O Supremo Tribunal Federal (STF) decidiu que o Estado do Acre não pode contratar temporariamente pessoas para exercer funções próprias da Polícia Penal. A decisão foi tomada por unanimidade no julgamento de uma ação apresentada pela Associação Nacional dos Agentes Penitenciários do Brasil (Agepen-Brasil) e publicada na noite da última segunda-feira (12).
O processo questionava trechos da Lei Estadual Complementar nº 58/1998, que permite ao governo fazer contratações temporárias em situações consideradas de interesse público excepcional. Entre as possibilidades previstas na lei está a contratação para manter ou restabelecer serviços essenciais, incluindo atividades de segurança pública.
A entidade que entrou com a ação argumentou que essa regra não poderia ser usada para contratar temporariamente profissionais para desempenhar as funções da Polícia Penal. Segundo a Agepen-Brasil, a legislação do Acre contrariava a Constituição Federal e a Emenda Constitucional nº 104/2019, que criou as polícias penais federal, estaduais e do Distrito Federal.
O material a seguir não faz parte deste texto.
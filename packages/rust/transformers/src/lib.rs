//! Block structure transformers.
//!
//! This crate provides:
//! - [`BlockStructureTransformer`]: the two-phase (collect, transform) contract
//! - [`TransformerRegistry`]: runs transformers in order with version checks
//! - [`VideoBlockUrlTransformer`]: rewrites video rendition URLs onto a CDN
//! - [`StudentViewSource`]: where `collect` gets per-block data from

pub mod collect;
pub mod registry;
pub mod rewrite;
pub mod source;
pub mod transformer;
pub mod video_urls;

pub use registry::TransformerRegistry;
pub use rewrite::{FormatExemptions, RewriteRule};
pub use source::{AuthoredContentSource, HttpStudentViewSource, StudentViewSource};
pub use transformer::{
    BlockFailure, BlockStructureTransformer, CollectContext, CollectProgress, CollectReport,
    SilentCollectProgress, TransformReport,
};
pub use video_urls::VideoBlockUrlTransformer;
//! Application configuration for coursegraph.
//!
//! User config lives at `~/.coursegraph/coursegraph.toml`.
//! CLI flags override config file values, which override defaults.

use std::collections::BTreeMap;
use std::path::{Path, PathBuf};
use std::time::Duration;

use serde::{Deserialize, Serialize};

use crate::error::{CourseGraphError, Result};

/// Default configuration file name.
const CONFIG_FILE_NAME: &str = "coursegraph.toml";

/// Default config directory name under the user's home.
const CONFIG_DIR_NAME: &str = ".coursegraph";

/// Key of the fallback entry in `[video.cdn_urls]`.
pub const DEFAULT_CDN_KEY: &str = "default";

/// CDN used when the config names none.
pub const DEFAULT_CDN_URL: &str = "https://edx-video.net";

// ---------------------------------------------------------------------------
// Config structs (matching coursegraph.toml schema)
// ---------------------------------------------------------------------------

/// Top-level application config, deserialized from TOML.
#[derive(Debug, Clone, Default, Serialize, Deserialize)]
pub struct AppConfig {
    /// Video URL rewriting.
    #[serde(default)]
    pub video: VideoUrlConfig,

    /// Collect phase tuning.
    #[serde(default)]
    pub collect: CollectSettings,

    /// Where student view data comes from.
    #[serde(default)]
    pub source: SourceConfig,
}

/// `[video]` section.
#[derive(Debug, Clone, Serialize, Deserialize)]
pub struct VideoUrlConfig {
    /// Formats whose URLs are never rewritten.
    #[serde(default = "default_format_exceptions")]
    pub format_exceptions: Vec<String>,

    /// CDN base URLs keyed by region code, with a `default` entry.
    #[serde(default = "default_cdn_urls")]
    pub cdn_urls: BTreeMap<String, String>,
}

impl Default for VideoUrlConfig {
    fn default() -> Self {
        Self {
            format_exceptions: default_format_exceptions(),
            cdn_urls: default_cdn_urls(),
        }
    }
}

fn default_format_exceptions() -> Vec<String> {
    vec!["youtube".into(), "fallback".into()]
}
fn default_cdn_urls() -> BTreeMap<String, String> {
    BTreeMap::from([(DEFAULT_CDN_KEY.to_string(), DEFAULT_CDN_URL.to_string())])
}

/// `[collect]` section.
#[derive(Debug, Clone, Serialize, Deserialize)]
pub struct CollectSettings {
    /// Maximum concurrent student view data fetches.
    #[serde(default = "default_concurrency")]
    pub concurrency: u32,

    /// Per-block fetch timeout in milliseconds.
    #[serde(default = "default_block_timeout")]
    pub block_timeout_ms: u64,
}

impl Default for CollectSettings {
    fn default() -> Self {
        Self {
            concurrency: default_concurrency(),
            block_timeout_ms: default_block_timeout(),
        }
    }
}

fn default_concurrency() -> u32 {
    4
}
fn default_block_timeout() -> u64 {
    10_000
}

/// Kind of student view data source.
#[derive(Debug, Clone, Copy, Default, PartialEq, Eq, Serialize, Deserialize)]
#[serde(rename_all = "snake_case")]
pub enum SourceKind {
    /// Derive data from the authored content in the course export.
    #[default]
    Authored,
    /// Fetch data from an HTTP endpoint.
    Http,
}

/// `[source]` section.
#[derive(Debug, Clone, Default, Serialize, Deserialize)]
pub struct SourceConfig {
    #[serde(default)]
    pub kind: SourceKind,

    /// Base URL of the student view data service (http kind only).
    #[serde(default, skip_serializing_if = "Option::is_none")]
    pub base_url: Option<String>,
}

// ---------------------------------------------------------------------------
// Collect config (runtime, merged from config + CLI flags)
// ---------------------------------------------------------------------------

/// Runtime collect configuration.
#[derive(Debug, Clone)]
pub struct CollectConfig {
    /// Maximum concurrent fetches (at least 1).
    pub concurrency: usize,
    /// Per-block fetch timeout.
    pub block_timeout: Duration,
}

impl Default for CollectConfig {
    fn default() -> Self {
        Self::from(&AppConfig::default())
    }
}

impl From<&AppConfig> for CollectConfig {
    fn from(config: &AppConfig) -> Self {
        Self {
            concurrency: config.collect.concurrency.max(1) as usize,
            block_timeout: Duration::from_millis(config.collect.block_timeout_ms),
        }
    }
}

// ---------------------------------------------------------------------------
// Config loading
// ---------------------------------------------------------------------------

/// Get the path to the config directory (`~/.coursegraph/`).
pub fn config_dir() -> Result<PathBuf> {
    let home = dirs::home_dir()
        .ok_or_else(|| CourseGraphError::config("could not determine home directory"))?;
    Ok(home.join(CONFIG_DIR_NAME))
}

/// Get the path to the config file (`~/.coursegraph/coursegraph.toml`).
pub fn config_file_path() -> Result<PathBuf> {
    Ok(config_dir()?.join(CONFIG_FILE_NAME))
}

/// Load the application config from disk. Returns defaults if the file does not exist.
pub fn load_config() -> Result<AppConfig> {
    let path = config_file_path()?;

    if !path.exists() {
        tracing::debug!(?path, "config file not found, using defaults");
        return Ok(AppConfig::default());
    }

    load_config_from(&path)
}

/// Load the application config from a specific file path.
pub fn load_config_from(path: &Path) -> Result<AppConfig> {
    let content = std::fs::read_to_string(path).map_err(|e| CourseGraphError::io(path, e))?;

    let config: AppConfig = toml::from_str(&content).map_err(|e| {
        CourseGraphError::config(format!("failed to parse {}: {e}", path.display()))
    })?;
    validate_config(&config)?;
    Ok(config)
}

/// Create the config directory and write a default config file.
/// Returns the path to the created file.
pub fn init_config() -> Result<PathBuf> {
    let dir = config_dir()?;
    std::fs::create_dir_all(&dir).map_err(|e| CourseGraphError::io(&dir, e))?;

    let path = dir.join(CONFIG_FILE_NAME);
    let config = AppConfig::default();
    let content =
        toml::to_string_pretty(&config).map_err(|e| CourseGraphError::config(e.to_string()))?;

    std::fs::write(&path, content).map_err(|e| CourseGraphError::io(&path, e))?;
    tracing::info!(?path, "created default config file");

    Ok(path)
}

/// Checks serde cannot express.
pub fn validate_config(config: &AppConfig) -> Result<()> {
    for (region, url) in &config.video.cdn_urls {
        url::Url::parse(url).map_err(|e| {
            CourseGraphError::config(format!("invalid CDN url for '{region}': {url} ({e})"))
        })?;
    }

    if config.source.kind == SourceKind::Http && config.source.base_url.is_none() {
        return Err(CourseGraphError::config(
            "source.kind = \"http\" requires source.base_url",
        ));
    }

    Ok(())
}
O STF concordou com o pedido. Por unanimidade, os ministros decidiram que os trechos da lei não podem ser aplicados para permitir a contratação temporária de pessoas para exercer as funções próprias da Polícia Penal.
Isso não significa que toda a Lei Complementar nº 58/1998 foi anulada ou que qualquer contratação temporária no Estado está proibida. A decisão é específica: a regra de contratação temporária não pode ser usada para colocar profissionais temporários para exercer as funções que são próprias da Polícia Penal.
A lei estadual estabelece que as contratações temporárias devem ocorrer por meio de processo seletivo simplificado, com regras previstas em edital e ampla divulgação. Também prevê que, em determinadas situações, esses contratos podem durar até 24 meses, com possibilidade de prorrogação ou renovação pelo mesmo período.
A ação foi apresentada contra o governador do Acre e a Assembleia Legislativa. Durante a tramitação, o STF solicitou informações às autoridades estaduais antes de ouvir a Advocacia-Geral da União e a Procuradoria-Geral da República.
O julgamento foi conduzido pelo ministro Cristiano Zanin. Com a decisão, o Estado do Acre fica impedido de usar essa modalidade de contratação temporária para preencher funções próprias da Polícia Penal.